In a media briefing today, Dassault’s Asia Pacific President Jean-Michel Jacob told reporters that although Seletar also offers comprehensive infrastructure for business jet MRO operations, Subang has more space available to cater for future growth.

It also helps that the Malaysian government has identified aerospace "as a strategic industry with wide potential to help the country’s industrialisation and technological development", said Jacob, who views business aviation as an important part of the aerospace industry and a driver for economic growth.

“Business aviation provides a large volume of work in areas like MRO, flying schools, catering companies, aviation consultants, and fixed based operators. Business aircraft are customised products, so they require highly qualified personnel, and the business comes with higher margins,” he said.

“Malaysia has become an important centre for business aviation, thanks to Subang Airport, which is one of the very few capital city airports in Asia largely dedicated to business aviation. Malaysia has also become an important centre for MRO because it has the workforce of skilled and qualified maintenance engineers and technicians,” he added.
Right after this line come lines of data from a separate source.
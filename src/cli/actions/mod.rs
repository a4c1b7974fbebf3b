pub mod server;

use anyhow::Result;

#[derive(Debug)]
pub enum Action {
    Server(server::Args),
}

impl Action {
    /// Run the selected action to completion.
    ///
    /// # Errors
    /// Returns whatever error the action fails with.
    pub async fn execute(self) -> Result<()> {
        match self {
            Self::Server(args) => server::execute(args).await,
        }
    }
}
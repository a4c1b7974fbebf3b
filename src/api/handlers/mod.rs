//! HTTP handlers and the response shapes they share.

pub mod forgot;
pub mod health;
pub mod login;
pub mod oauth;
pub mod pages;
pub mod register;
pub mod reset;
pub mod root;
pub mod session;
pub mod verify;


use axum::{
    http::StatusCode,
    response::{IntoResponse, Response},
    Json,
};
use serde::{Deserialize, Serialize};
use utoipa::ToSchema;

use crate::auth::AuthError;

/// Body of every non-error reply from the auth endpoints.
#[derive(ToSchema, Serialize, Deserialize, Debug)]
pub struct MessageResponse {
    pub message: String,
}

pub(crate) fn message(status: StatusCode, text: &str) -> Response {
    (
        status,
        Json(MessageResponse {
            message: text.to_string(),
        }),
    )
        .into_response()
}

pub(crate) fn missing_payload() -> Response {
    AuthError::validation("Missing payload").into_response()
}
Jacob said the business jet market size in Southeast Asia today is about 200 aircraft, of which 60 would be registered in Malaysia, followed by 50 in Singapore, and 48 in Indonesia.
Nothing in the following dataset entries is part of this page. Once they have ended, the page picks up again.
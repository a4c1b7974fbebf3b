use axum::{extract::Extension, http::StatusCode, response::IntoResponse, Json};
use chrono::Utc;
use serde::{Deserialize, Serialize};
use std::sync::Arc;
use utoipa::ToSchema;

use super::{message, missing_payload, MessageResponse};
use crate::auth::{
    captcha::require_human, non_blank, normalize_identifier, valid_email, AuthError, AuthState,
    ResetRequest,
};

const CAPTCHA_REQUIRED: &str = "Captcha token is required";

#[derive(ToSchema, Serialize, Deserialize, Debug, Default)]
#[serde(rename_all = "camelCase")]
pub struct ForgotRequest {
    pub email: Option<String>,
    pub captcha_token: Option<String>,
}

#[utoipa::path(
    post,
    path = "/forgot",
    request_body = ForgotRequest,
    responses(
        (status = 200, description = "Unknown address, answered without revealing it", body = MessageResponse),
        (status = 201, description = "Reset email sent", body = MessageResponse),
        (status = 400, description = "Missing or invalid email", body = MessageResponse),
        (status = 403, description = "Bot check rejected or account not verified", body = MessageResponse),
        (status = 429, description = "Reset requested again within the cooldown window", body = MessageResponse),
        (status = 503, description = "Bot check unavailable", body = MessageResponse)
    ),
    tag = "auth"
)]
pub async fn forgot(
    auth_state: Extension<Arc<AuthState>>,
    payload: Option<Json<ForgotRequest>>,
) -> impl IntoResponse {
    let request: ForgotRequest = match payload {
        Some(Json(payload)) => payload,
        None => return missing_payload(),
    };

    match request_reset(&auth_state, &request).await {
        Ok(ResetRequest::Sent) => message(
            StatusCode::CREATED,
            "Password reset email has been sent to your mail address.",
        ),
        Ok(ResetRequest::UnknownEmail) => message(
            StatusCode::OK,
            "If the email is registered, you will receive a password reset link.",
        ),
        Err(err) => err.into_response(),
    }
}

async fn request_reset(
    auth_state: &AuthState,
    request: &ForgotRequest,
) -> Result<ResetRequest, AuthError> {
    let captcha = non_blank(request.captcha_token.as_deref())
        .ok_or_else(|| AuthError::validation(CAPTCHA_REQUIRED))?;
    let email = non_blank(request.email.as_deref())
        .ok_or_else(|| AuthError::validation("Email is required"))?;
    let email = normalize_identifier(email);
    if !valid_email(&email) {
        return Err(AuthError::validation("Enter a valid email address."));
    }

    require_human(auth_state.bot_check(), Some(captcha), CAPTCHA_REQUIRED).await?;

    auth_state
        .tokens()
        .request_password_reset(&email, Utc::now())
        .await
}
“The most popular Dassault aircraft in Malaysia, at this point in time, is the Falcon 7X. But we see a lot of interest in Malaysia for the Falcon 8X. Malaysia is our biggest market in Southeast Asia. We see very good growth prospects in Malaysia and the surrounding region for Dassault aircraft,” he said.
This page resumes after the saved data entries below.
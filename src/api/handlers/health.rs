use axum::{
    body::Body,
    extract::Extension,
    http::{HeaderMap, HeaderValue, Method, StatusCode},
    response::{IntoResponse, Json},
};
use serde::{Deserialize, Serialize};
use std::sync::Arc;
use tracing::{debug, error};
use utoipa::ToSchema;

use crate::auth::AuthState;
use crate::GIT_COMMIT_HASH;

#[derive(ToSchema, Serialize, Deserialize, Debug)]
pub struct Health {
    commit: String,
    name: String,
    version: String,
    database: String,
}

#[utoipa::path(
    get,
    path = "/health",
    responses(
        (status = 200, description = "Database is reachable", body = Health),
        (status = 503, description = "Database is unreachable", body = Health)
    ),
    tag = "health"
)]
// axum handler for health
pub async fn health(method: Method, auth_state: Extension<Arc<AuthState>>) -> impl IntoResponse {
    let database = match auth_state.store().ping().await {
        Ok(()) => Ok(()),
        Err(err) => {
            error!("Failed to ping database: {err:#}");
            Err(StatusCode::SERVICE_UNAVAILABLE)
        }
    };

    let health = Health {
        commit: GIT_COMMIT_HASH.to_string(),
        name: env!("CARGO_PKG_NAME").to_string(),
        version: env!("CARGO_PKG_VERSION").to_string(),
        database: if database.is_ok() {
            "ok".to_string()
        } else {
            "error".to_string()
        },
    };

    let body = if method == Method::GET {
        Json(&health).into_response()
    } else {
        Body::empty().into_response()
    };

    let short_hash = if health.commit.len() > 7 {
        &health.commit[0..7]
    } else {
        ""
    };

    let mut headers = HeaderMap::new();
    match format!("{}:{}:{}", health.name, health.version, short_hash).parse::<HeaderValue>() {
        Ok(x_app) => {
            debug!("X-App header: {:?}", x_app);
            headers.insert("X-App", x_app);
        }
        Err(err) => error!("Failed to parse X-App header: {}", err),
    }

    match database {
        Ok(()) => (StatusCode::OK, headers, body),
        Err(status) => (status, headers, body),
    }
}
Therefore, Jacob said it is relevant for Dassault Aviation to acquire the MRO division of ExecuJet Aviation Group globally to strengthen, after sales services for its business jet. ExecuJet Aviation Group’s business aviation MRO operation in Malaysia is the largest in the country.

The briefing today was to give an update on Dassault's business, following its January acquisition of ExecuJet Aviation's MRO operations globally — at an undisclosed price — in conjunction with the 2019 Langkawi International Maritime and Aerospace Exhibition that will be held between March 26 to 30.

According to ExecuJet Malaysia Sdn Bhd general manager Ivan Lim, who was also present at the briefing, the company's workforce comprises 45 people and is expected to increase to 75 in three years.

“We have a 64,000 sq ft facility in Subang here, and we are maintaining up to 34 aircraft every month. Even before the marriage with Dassault, we are already in the midst of expanding our business, and we expect our capacity to go up to 45 to 50 aircraft a month by year 2020,” he said.

“We started our business in 2009. Every year since, we've been growing between 20% to 25%, on average. Operating space will have to increase together with our business, so we are working with Malaysia Airports Holdings Bhd (MAHB) to expand our facility space to about 100,000 sq ft to 150,000 sq ft,” he said.

Currently, Lim said most of the aircraft ExecuJet maintains are from Bombardier Inc and Gulfstream Aerospace Corp. “In six to 12 months, we will be adding maintenance capability for Falcon 8X, 7X and 2000. After that, we will look to add other MRO capabilities for Falcon 900 models as well,” he added.